Items from a data source
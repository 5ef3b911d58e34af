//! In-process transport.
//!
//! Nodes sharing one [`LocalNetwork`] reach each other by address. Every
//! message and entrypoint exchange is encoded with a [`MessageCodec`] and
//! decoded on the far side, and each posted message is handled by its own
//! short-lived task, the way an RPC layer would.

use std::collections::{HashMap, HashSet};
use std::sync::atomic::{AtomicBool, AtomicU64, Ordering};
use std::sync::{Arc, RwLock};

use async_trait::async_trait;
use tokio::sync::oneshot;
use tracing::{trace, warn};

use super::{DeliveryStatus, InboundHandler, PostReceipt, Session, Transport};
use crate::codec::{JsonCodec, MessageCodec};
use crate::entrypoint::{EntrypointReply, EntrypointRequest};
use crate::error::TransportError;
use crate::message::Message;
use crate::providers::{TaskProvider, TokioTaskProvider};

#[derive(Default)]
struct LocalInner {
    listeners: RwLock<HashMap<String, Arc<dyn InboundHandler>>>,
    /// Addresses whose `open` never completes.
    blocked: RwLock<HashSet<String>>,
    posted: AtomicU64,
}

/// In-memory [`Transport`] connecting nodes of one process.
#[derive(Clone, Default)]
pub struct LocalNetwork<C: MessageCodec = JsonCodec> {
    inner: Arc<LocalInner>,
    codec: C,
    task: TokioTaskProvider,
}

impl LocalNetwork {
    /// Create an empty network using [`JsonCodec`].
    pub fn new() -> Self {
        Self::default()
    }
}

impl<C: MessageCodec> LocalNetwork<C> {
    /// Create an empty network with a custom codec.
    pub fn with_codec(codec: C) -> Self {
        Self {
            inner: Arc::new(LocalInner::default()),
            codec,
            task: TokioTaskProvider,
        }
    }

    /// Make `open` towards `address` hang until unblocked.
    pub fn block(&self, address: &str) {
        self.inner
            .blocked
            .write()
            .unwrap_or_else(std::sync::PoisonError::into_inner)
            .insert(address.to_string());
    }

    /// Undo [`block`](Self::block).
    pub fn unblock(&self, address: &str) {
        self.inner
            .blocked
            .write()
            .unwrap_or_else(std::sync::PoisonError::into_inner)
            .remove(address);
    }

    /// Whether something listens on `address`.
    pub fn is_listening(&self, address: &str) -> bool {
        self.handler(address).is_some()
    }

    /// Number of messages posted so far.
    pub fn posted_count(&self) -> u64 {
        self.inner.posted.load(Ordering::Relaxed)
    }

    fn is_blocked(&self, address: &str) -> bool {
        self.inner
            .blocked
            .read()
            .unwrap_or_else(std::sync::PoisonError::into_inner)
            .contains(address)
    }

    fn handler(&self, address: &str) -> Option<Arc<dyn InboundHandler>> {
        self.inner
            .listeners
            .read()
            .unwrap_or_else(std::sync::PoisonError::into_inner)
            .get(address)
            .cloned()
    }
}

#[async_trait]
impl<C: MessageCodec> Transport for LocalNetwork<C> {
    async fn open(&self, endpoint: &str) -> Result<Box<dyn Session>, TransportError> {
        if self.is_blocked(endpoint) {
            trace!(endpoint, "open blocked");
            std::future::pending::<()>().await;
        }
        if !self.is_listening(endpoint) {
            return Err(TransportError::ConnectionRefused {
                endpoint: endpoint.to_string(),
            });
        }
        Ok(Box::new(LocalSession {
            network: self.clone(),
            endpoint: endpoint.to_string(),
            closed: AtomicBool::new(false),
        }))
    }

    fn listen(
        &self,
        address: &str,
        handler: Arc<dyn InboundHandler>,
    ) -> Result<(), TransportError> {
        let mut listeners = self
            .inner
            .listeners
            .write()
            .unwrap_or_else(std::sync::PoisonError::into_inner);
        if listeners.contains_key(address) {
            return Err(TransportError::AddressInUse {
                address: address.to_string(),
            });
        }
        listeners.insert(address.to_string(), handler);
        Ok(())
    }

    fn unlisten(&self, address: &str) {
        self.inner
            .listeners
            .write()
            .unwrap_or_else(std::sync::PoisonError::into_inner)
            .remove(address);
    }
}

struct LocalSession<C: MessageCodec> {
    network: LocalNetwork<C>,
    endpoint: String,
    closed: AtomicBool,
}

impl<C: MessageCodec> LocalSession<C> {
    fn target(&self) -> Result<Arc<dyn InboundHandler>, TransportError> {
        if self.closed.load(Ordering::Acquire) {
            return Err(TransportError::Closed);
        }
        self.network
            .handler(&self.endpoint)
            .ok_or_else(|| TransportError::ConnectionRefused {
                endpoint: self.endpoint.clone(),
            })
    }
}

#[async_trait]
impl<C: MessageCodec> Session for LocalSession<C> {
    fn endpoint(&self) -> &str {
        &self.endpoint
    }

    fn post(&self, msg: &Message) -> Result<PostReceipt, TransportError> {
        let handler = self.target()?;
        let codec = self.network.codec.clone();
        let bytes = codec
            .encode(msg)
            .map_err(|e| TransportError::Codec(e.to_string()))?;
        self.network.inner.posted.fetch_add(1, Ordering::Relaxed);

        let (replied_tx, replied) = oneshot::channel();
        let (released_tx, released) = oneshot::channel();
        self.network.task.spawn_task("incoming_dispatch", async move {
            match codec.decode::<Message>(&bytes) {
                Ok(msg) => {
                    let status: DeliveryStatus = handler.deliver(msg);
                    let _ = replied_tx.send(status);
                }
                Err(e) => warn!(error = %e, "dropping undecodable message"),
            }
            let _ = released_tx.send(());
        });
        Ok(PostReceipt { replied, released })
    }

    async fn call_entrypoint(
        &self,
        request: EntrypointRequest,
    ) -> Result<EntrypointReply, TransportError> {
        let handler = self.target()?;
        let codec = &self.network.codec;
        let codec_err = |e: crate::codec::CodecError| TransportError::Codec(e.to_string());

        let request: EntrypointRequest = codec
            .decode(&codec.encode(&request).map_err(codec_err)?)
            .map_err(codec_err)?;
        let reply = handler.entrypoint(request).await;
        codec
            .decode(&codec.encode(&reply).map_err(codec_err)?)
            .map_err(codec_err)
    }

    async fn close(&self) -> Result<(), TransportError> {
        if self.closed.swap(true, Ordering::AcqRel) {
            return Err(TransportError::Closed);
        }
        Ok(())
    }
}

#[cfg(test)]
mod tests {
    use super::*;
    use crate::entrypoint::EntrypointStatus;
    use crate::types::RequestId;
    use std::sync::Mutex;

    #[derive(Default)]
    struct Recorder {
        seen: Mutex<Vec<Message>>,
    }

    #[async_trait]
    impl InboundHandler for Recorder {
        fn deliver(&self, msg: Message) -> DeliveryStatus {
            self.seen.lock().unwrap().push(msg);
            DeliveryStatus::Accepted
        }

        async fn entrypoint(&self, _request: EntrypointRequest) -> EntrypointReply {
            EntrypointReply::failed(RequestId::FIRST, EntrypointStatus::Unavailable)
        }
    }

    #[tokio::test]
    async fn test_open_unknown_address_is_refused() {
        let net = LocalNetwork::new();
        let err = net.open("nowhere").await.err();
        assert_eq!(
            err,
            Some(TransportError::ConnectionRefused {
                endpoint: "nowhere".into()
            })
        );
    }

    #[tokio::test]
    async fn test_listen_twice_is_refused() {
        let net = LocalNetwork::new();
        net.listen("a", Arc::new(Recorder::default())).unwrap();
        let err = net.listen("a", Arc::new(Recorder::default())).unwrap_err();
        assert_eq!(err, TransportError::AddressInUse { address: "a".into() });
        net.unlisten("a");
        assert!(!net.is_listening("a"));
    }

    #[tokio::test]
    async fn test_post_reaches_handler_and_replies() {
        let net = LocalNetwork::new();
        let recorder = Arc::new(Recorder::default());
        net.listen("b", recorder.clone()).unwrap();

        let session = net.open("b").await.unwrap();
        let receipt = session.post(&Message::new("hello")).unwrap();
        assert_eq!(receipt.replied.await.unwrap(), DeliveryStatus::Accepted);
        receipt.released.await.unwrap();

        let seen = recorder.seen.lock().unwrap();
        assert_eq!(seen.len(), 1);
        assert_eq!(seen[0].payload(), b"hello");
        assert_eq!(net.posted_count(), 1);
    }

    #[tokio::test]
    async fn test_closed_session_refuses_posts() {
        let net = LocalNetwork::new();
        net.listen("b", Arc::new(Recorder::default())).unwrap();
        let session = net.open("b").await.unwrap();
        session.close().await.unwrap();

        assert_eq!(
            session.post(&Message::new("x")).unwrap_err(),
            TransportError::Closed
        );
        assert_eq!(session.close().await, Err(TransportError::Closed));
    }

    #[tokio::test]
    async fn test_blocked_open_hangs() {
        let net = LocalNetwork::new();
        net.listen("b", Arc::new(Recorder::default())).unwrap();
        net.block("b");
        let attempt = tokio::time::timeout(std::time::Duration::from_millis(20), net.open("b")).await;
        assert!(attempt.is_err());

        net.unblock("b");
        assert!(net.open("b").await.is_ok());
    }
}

--

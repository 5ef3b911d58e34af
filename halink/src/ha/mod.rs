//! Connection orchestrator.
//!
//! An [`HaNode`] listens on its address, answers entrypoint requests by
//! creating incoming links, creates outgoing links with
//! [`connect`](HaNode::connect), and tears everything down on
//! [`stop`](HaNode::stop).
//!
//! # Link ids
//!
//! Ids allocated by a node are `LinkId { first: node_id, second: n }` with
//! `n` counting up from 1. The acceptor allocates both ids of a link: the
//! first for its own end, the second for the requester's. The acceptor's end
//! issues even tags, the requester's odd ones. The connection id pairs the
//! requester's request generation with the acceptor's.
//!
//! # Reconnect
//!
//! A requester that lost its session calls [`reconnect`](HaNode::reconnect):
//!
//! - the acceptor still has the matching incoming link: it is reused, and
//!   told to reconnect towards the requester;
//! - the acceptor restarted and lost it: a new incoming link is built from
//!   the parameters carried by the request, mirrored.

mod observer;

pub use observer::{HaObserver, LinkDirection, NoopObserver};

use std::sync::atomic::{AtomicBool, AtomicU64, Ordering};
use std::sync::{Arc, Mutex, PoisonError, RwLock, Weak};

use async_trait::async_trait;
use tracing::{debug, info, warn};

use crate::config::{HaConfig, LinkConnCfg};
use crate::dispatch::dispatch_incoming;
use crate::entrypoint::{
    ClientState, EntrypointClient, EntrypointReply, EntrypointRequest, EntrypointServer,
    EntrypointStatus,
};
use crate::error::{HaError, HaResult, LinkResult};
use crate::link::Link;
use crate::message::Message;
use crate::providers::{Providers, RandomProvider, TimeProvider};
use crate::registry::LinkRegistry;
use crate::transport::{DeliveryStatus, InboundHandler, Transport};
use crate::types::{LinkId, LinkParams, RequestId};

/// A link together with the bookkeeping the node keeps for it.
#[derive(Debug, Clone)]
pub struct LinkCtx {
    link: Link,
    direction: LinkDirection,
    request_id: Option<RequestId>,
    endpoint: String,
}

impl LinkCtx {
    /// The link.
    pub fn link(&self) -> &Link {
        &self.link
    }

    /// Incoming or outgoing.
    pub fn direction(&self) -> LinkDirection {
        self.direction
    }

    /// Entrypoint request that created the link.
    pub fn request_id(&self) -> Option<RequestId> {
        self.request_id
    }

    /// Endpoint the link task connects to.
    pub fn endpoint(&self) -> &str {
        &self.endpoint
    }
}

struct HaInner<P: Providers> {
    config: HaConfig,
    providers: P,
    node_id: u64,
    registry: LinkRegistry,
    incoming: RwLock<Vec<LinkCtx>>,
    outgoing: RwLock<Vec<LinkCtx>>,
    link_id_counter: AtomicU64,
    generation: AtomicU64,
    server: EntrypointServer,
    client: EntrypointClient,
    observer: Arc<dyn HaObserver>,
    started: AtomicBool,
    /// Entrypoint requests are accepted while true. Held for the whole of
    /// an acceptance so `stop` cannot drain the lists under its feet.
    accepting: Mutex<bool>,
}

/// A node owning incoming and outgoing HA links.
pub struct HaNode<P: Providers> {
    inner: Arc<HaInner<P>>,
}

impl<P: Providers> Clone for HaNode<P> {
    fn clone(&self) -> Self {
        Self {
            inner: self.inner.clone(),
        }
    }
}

# Work request:
Filter the records above for the string "LinkId" and copy each matching line.

# Answer:
//! Ids allocated by a node are `LinkId { first: node_id, second: n }` with
use crate::types::{LinkId, LinkParams, RequestId};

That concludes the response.